My oldest child is 38 weeks pregnant. When I tell people this, I get the question that friends and family have been asking for the past eight months, “So how do you feel about being a Grandmother?” I rarely have a ready answer for this question. On one level the answer is irrelevant. This birth will happen no matter how I feel about it. I am confident in my ability to love a child once he is here. (Yes, a boy). But before I can take on the task of forming a Grandmother relationship, I need to tackle the ongoing mothering task of helping my daughter with her pregnancy. I’m support crew for labor and delivery as well. Then there will be helping a pair of new parents during the first weeks of baby. These mothering tasks are more imminent than the grandmothering ones. The mothering tasks will not stop. I will continue to be a mother to my daughter even as I begin forming a grandmothering relationship to her son.

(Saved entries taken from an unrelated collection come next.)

use std::fmt;
use std::path::PathBuf;

use crate::error::TransitionError;

/// What kind of value a parameter takes, with its constraints.
#[derive(Debug, Clone, PartialEq)]
pub enum ParamKind {
    /// An integer within `[min, max]` inclusive.
    Int {
        /// Smallest accepted value.
        min: i64,
        /// Largest accepted value.
        max: i64,
    },
    /// A real number within `[min, max]` inclusive.
    Real {
        /// Smallest accepted value.
        min: f64,
        /// Largest accepted value.
        max: f64,
    },
    /// One line of text, taken verbatim.
    Text,
    /// Text obtained by editing a file in an external editor.
    FileEdit {
        /// The file to edit. Created with `placeholder` if it does not exist.
        path: PathBuf,
        /// Seed content for a file that does not exist yet.
        placeholder: String,
    },
}

/// A named parameter of an operator.
#[derive(Debug, Clone, PartialEq)]
pub struct ParamDescriptor {
    /// Name shown in the prompt.
    pub name: String,
    /// Kind and constraints.
    pub kind: ParamKind,
}

impl ParamDescriptor {
    /// An integer parameter bounded to `[min, max]`.
    pub fn int(name: impl Into<String>, min: i64, max: i64) -> Self {
        Self {
            name: name.into(),
            kind: ParamKind::Int { min, max },
        }
    }

    /// A real parameter bounded to `[min, max]`.
    pub fn real(name: impl Into<String>, min: f64, max: f64) -> Self {
        Self {
            name: name.into(),
            kind: ParamKind::Real { min, max },
        }
    }

    /// A free-text parameter.
    pub fn text(name: impl Into<String>) -> Self {
        Self {
            name: name.into(),
            kind: ParamKind::Text,
        }
    }

    /// A parameter filled by editing `path` in the external editor.
    pub fn file_edit(
        name: impl Into<String>,
        path: impl Into<PathBuf>,
        placeholder: impl Into<String>,
    ) -> Self {
        Self {
            name: name.into(),
            kind: ParamKind::FileEdit {
                path: path.into(),
                placeholder: placeholder.into(),
            },
        }
    }

    /// Whether this parameter is filled through the external editor.
    pub fn is_file_edit(&self) -> bool {
        matches!(self.kind, ParamKind::FileEdit { .. })
    }
}

/// Produces the parameter list of an operator.
///
/// A computed source is evaluated against the current state every time the
/// operator is invoked, which lets bounds depend on the state.
pub enum ParameterSource<S> {
    /// A fixed list, known without a state.
    Fixed(Vec<ParamDescriptor>),
    /// A list computed from the current state.
    Computed(Box<dyn Fn(&S) -> Vec<ParamDescriptor>>),
}

impl<S> ParameterSource<S> {
    /// Resolve the parameter list for `state`.
    pub fn resolve(&self, state: &S) -> Vec<ParamDescriptor> {
        match self {
            Self::Fixed(list) => list.clone(),
            Self::Computed(f) => f(state),
        }
    }

    /// Whether a fixed list contains an externally-edited parameter.
    ///
    /// Computed lists cannot be inspected without a state and report `false`.
    pub fn has_file_edit(&self) -> bool {
        match self {
            Self::Fixed(list) => list.iter().any(ParamDescriptor::is_file_edit),
            Self::Computed(_) => false,
        }
    }

    /// Whether the operator takes no parameters for certain.
    pub fn is_empty(&self) -> bool {
        matches!(self, Self::Fixed(list) if list.is_empty())
    }
}

impl<S> Default for ParameterSource<S> {
    fn default() -> Self {
        Self::Fixed(Vec::new())
    }
}

impl<S> fmt::Debug for ParameterSource<S> {
    fn fmt(&self, f: &mut fmt::Formatter<'_>) -> fmt::Result {
        match self {
            Self::Fixed(list) => f.debug_tuple("Fixed").field(list).finish(),
            Self::Computed(_) => f.write_str("Computed(..)"),
        }
    }
}

/// A collected argument value.
#[derive(Debug, Clone, PartialEq)]
pub enum Arg {
    /// From an integer parameter.
    Int(i64),
    /// From a real parameter.
    Real(f64),
    /// From a text or externally-edited parameter.
    Text(String),
}

impl Arg {
    /// The integer value, if this is an integer.
    pub fn as_int(&self) -> Option<i64> {
        match self {
            Self::Int(v) => Some(*v),
            _ => None,
        }
    }

    /// The real value; integers widen.
    pub fn as_real(&self) -> Option<f64> {
        match self {
            Self::Real(v) => Some(*v),
            Self::Int(v) => Some(*v as f64),
            Self::Text(_) => None,
        }
    }

    /// The text value, if this is text.
    pub fn as_text(&self) -> Option<&str> {
        match self {
            Self::Text(s) => Some(s),
            _ => None,
        }
    }
}

impl fmt::Display for Arg {
    fn fmt(&self, f: &mut fmt::Formatter<'_>) -> fmt::Result {
        match self {
            Self::Int(v) => write!(f, "{v}"),
            Self::Real(v) => write!(f, "{v}"),
            Self::Text(s) => write!(f, "{s:?}"),
        }
    }
}

/// Fetch integer argument `index`, or fail the transition.
pub fn int_arg(args: &[Arg], index: usize) -> Result<i64, TransitionError> {
    args.get(index)
        .and_then(Arg::as_int)
        .ok_or_else(|| TransitionError::bad_argument(index, "an integer"))
}

/// Fetch real argument `index`, or fail the transition.
pub fn real_arg(args: &[Arg], index: usize) -> Result<f64, TransitionError> {
    args.get(index)
        .and_then(Arg::as_real)
        .ok_or_else(|| TransitionError::bad_argument(index, "a number"))
}

/// Fetch text argument `index`, or fail the transition.
pub fn text_arg(args: &[Arg], index: usize) -> Result<&str, TransitionError> {
    args.get(index)
        .and_then(Arg::as_text)
        .ok_or_else(|| TransitionError::bad_argument(index, "text"))
}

I remember a time when my mother listened to me managing a pre-teen crisis for one of my kids. After everything was settled my mother said to me,
“I’m so glad all of that is your job. I just get to enjoy them.”
Later that same day I listened to my mother make a series of calls to doctors and pharmacists to manage medical care for my Grandma and I felt the exact same thought. I just got to enjoy my Grandma without having to manage her.
So the grandparent and grandchild relationship is about enjoyment, finding joy in each other. I like that thought. I’ve thought about it as I’ve moved through the world these past few months. I’ve paid more attention to the children I pass in grocery stores and in neighborhoods. I see the stages of development and know that those are coming for this baby. The baby who isn’t here yet, but will be. I will get to read to a child snuggled on my lap. And I will get to help manage tantrums over broken crackers. I will blow bubbles and take a child to parks. I will baby sit. I’ll probably spend some hours walking and jouncing a colicky baby. Sometimes I will gleefully hand the baby back to his parents when his diaper is stinky. Other times I will collect the stinky baby from an overwhelmed parent and say “let me do that for you.”
I’ve pictured all of this, held the possibilities in my head. The reality of it will be different I’m sure. And reality will show up sometime in the next two weeks. Baby will have a face I can see and a name I can call him.
Some of my friends when they ask me how I feel about being a grandmother are looking for the small talk answer. They want me to say “excited” so that the conversation can move on. Others are leaving a deliberate space. They know, possibly because they’ve also crossed the grandmother threshold, that feelings can be complex and deep. That it is possible to be excited, ambivalent, and wary all at once. There is an oddness to picking up the title of grandmother at a mere 50 years old. I had my kids young, so I am young for grandmotherhood. I rather like that. I can begin this role with some energy and let it wear on me until it is as comfortable as my skin.